> _TASK DESCRIPTION_
Print the lines of the data, starting with the first, up to and including the line where "impl fmt::Display for DeviceKind" appears.

> _PROVIDED INFORMATION_
..............................

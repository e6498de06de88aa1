//! Immutable snapshot of detected hardware and runtime state.

use crate::mode::SetupType;
use crate::system::runtime::AcceleratorInfo;
use serde::{Deserialize, Serialize};
use std::fmt;

/// Kind of device inference will run on.
#[derive(Debug, Clone, Copy, PartialEq, Eq, Hash, Serialize, Deserialize)]
#[serde(rename_all = "lowercase")]
pub enum DeviceKind {
    Cpu,
    Gpu,
}

impl fmt::Display for DeviceKind {
    fn fmt(&self, f: &mut fmt::Formatter<'_>) -> fmt::Result {
        match self {
            DeviceKind::Cpu => write!(f, "cpu"),
            DeviceKind::Gpu => write!(f, "gpu"),
        }
    }
}

/// Accelerator compute capability, compared lexicographically.
#[derive(Debug, Clone, Copy, PartialEq, Eq, PartialOrd, Ord, Hash, Serialize, Deserialize)]
pub struct ComputeTier {
    pub major: u32,
    pub minor: u32,
}

impl ComputeTier {
    /// Lowest tier with usable half-precision tensor cores.
    pub const FP16: ComputeTier = ComputeTier { major: 7, minor: 0 };
    /// Lowest tier with FP8 support.
    pub const FP8: ComputeTier = ComputeTier { major: 8, minor: 9 };

    pub const fn new(major: u32, minor: u32) -> Self {
        Self { major, minor }
    }
}

impl fmt::Display for ComputeTier {
    fn fmt(&self, f: &mut fmt::Formatter<'_>) -> fmt::Result {
        write!(f, "{}.{}", self.major, self.minor)
    }
}

pub const PROVIDER_CUDA: &str = "CUDAExecutionProvider";
pub const PROVIDER_CPU_ONNX: &str = "CPUExecutionProvider";
pub const PROVIDER_CPU: &str = "CPU";
pub const PROVIDER_NEEDS_SETUP: &str = "CPU (run setup to install CUDA)";
pub const FORCED_CPU_NAME: &str = "CPU (Forced)";

/// Detected capability. Never mutated after construction; a refresh builds
/// a new one.
#[derive(Debug, Clone, PartialEq, Serialize, Deserialize)]
pub struct CapabilityDescriptor {
    pub device_kind: DeviceKind,
    pub device_name: String,
    pub vram_bytes: Option<u64>,
    pub compute_tier: Option<ComputeTier>,
    pub fp16_capable: bool,
    pub fp8_capable: bool,
    pub runtime_provider: String,
}

impl CapabilityDescriptor {
    /// Plain CPU descriptor.
    pub fn cpu(onnxruntime_present: bool) -> Self {
        Self {
            device_kind: DeviceKind::Cpu,
            device_name: "CPU".to_string(),
            vram_bytes: None,
            compute_tier: None,
            fp16_capable: false,
            fp8_capable: false,
            runtime_provider: if onnxruntime_present {
                PROVIDER_CPU_ONNX
            } else {
                PROVIDER_CPU
            }
            .to_string(),
        }
    }

    /// Descriptor for a user who asked for CPU regardless of hardware.
    pub fn forced_cpu() -> Self {
        Self {
            device_name: FORCED_CPU_NAME.to_string(),
            runtime_provider: PROVIDER_CPU.to_string(),
            ..Self::cpu(false)
        }
    }

    /// Accelerator reported by an initialized accelerated runtime.
    pub fn from_accelerator(info: &AcceleratorInfo) -> Self {
        let tier = info.compute_tier;
        Self {
            device_kind: DeviceKind::Gpu,
            device_name: info.name.clone(),
            vram_bytes: info.vram_bytes,
            compute_tier: tier,
            fp16_capable: tier.is_some_and(|t| t >= ComputeTier::FP16),
            fp8_capable: tier.is_some_and(|t| t >= ComputeTier::FP8),
            runtime_provider: PROVIDER_CUDA.to_string(),
        }
    }

    /// Accelerator found only by the vendor tool. Without the matching
    /// runtime there is no usable tensor-core path.
    pub fn from_vendor(name: impl Into<String>) -> Self {
        Self {
            device_kind: DeviceKind::Gpu,
            device_name: name.into(),
            vram_bytes: None,
            compute_tier: None,
            fp16_capable: false,
            fp8_capable: false,
            runtime_provider: PROVIDER_NEEDS_SETUP.to_string(),
        }
    }

    pub fn is_gpu(&self) -> bool {
        self.device_kind == DeviceKind::Gpu
    }

    /// Device name without vendor boilerplate, for narrow status lines.
    pub fn device_short(&self) -> String {
        self.device_name
            .replace("NVIDIA ", "")
            .replace("GeForce ", "")
            .trim()
            .to_string()
    }

    /// VRAM in GiB with one decimal, or `None` when unknown.
    pub fn vram_display(&self) -> Option<String> {
        self.vram_bytes
            .map(|b| format!("{:.1} GB", b as f64 / 1024f64.powi(3)))
    }

    /// Mode a fresh install should default to.
    pub fn suggested_mode(&self) -> SetupType {
        if self.is_gpu() {
            SetupType::Gpu
        } else {
            SetupType::Cpu
        }
    }
}

impl fmt::Display for CapabilityDescriptor {
    fn fmt(&self, f: &mut fmt::Formatter<'_>) -> fmt::Result {
        write!(f, "{} [{}]", self.device_name, self.runtime_provider)?;
        if let Some(vram) = self.vram_display() {
            write!(f, " {}", vram)?;
        }
        if let Some(tier) = self.compute_tier {
            write!(f, " sm_{}", tier)?;
        }
        Ok(())
    }
}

..............................

> _RESULT OF THIS TASK_
repository e6498de06de88aa1
//! Immutable snapshot of detected hardware and runtime state.

use crate::mode::SetupType;
use crate::system::runtime::AcceleratorInfo;
use serde::{Deserialize, Serialize};
use std::fmt;

/// Kind of device inference will run on.
#[derive(Debug, Clone, Copy, PartialEq, Eq, Hash, Serialize, Deserialize)]
#[serde(rename_all = "lowercase")]
pub enum DeviceKind {
    Cpu,
    Gpu,
}

impl fmt::Display for DeviceKind {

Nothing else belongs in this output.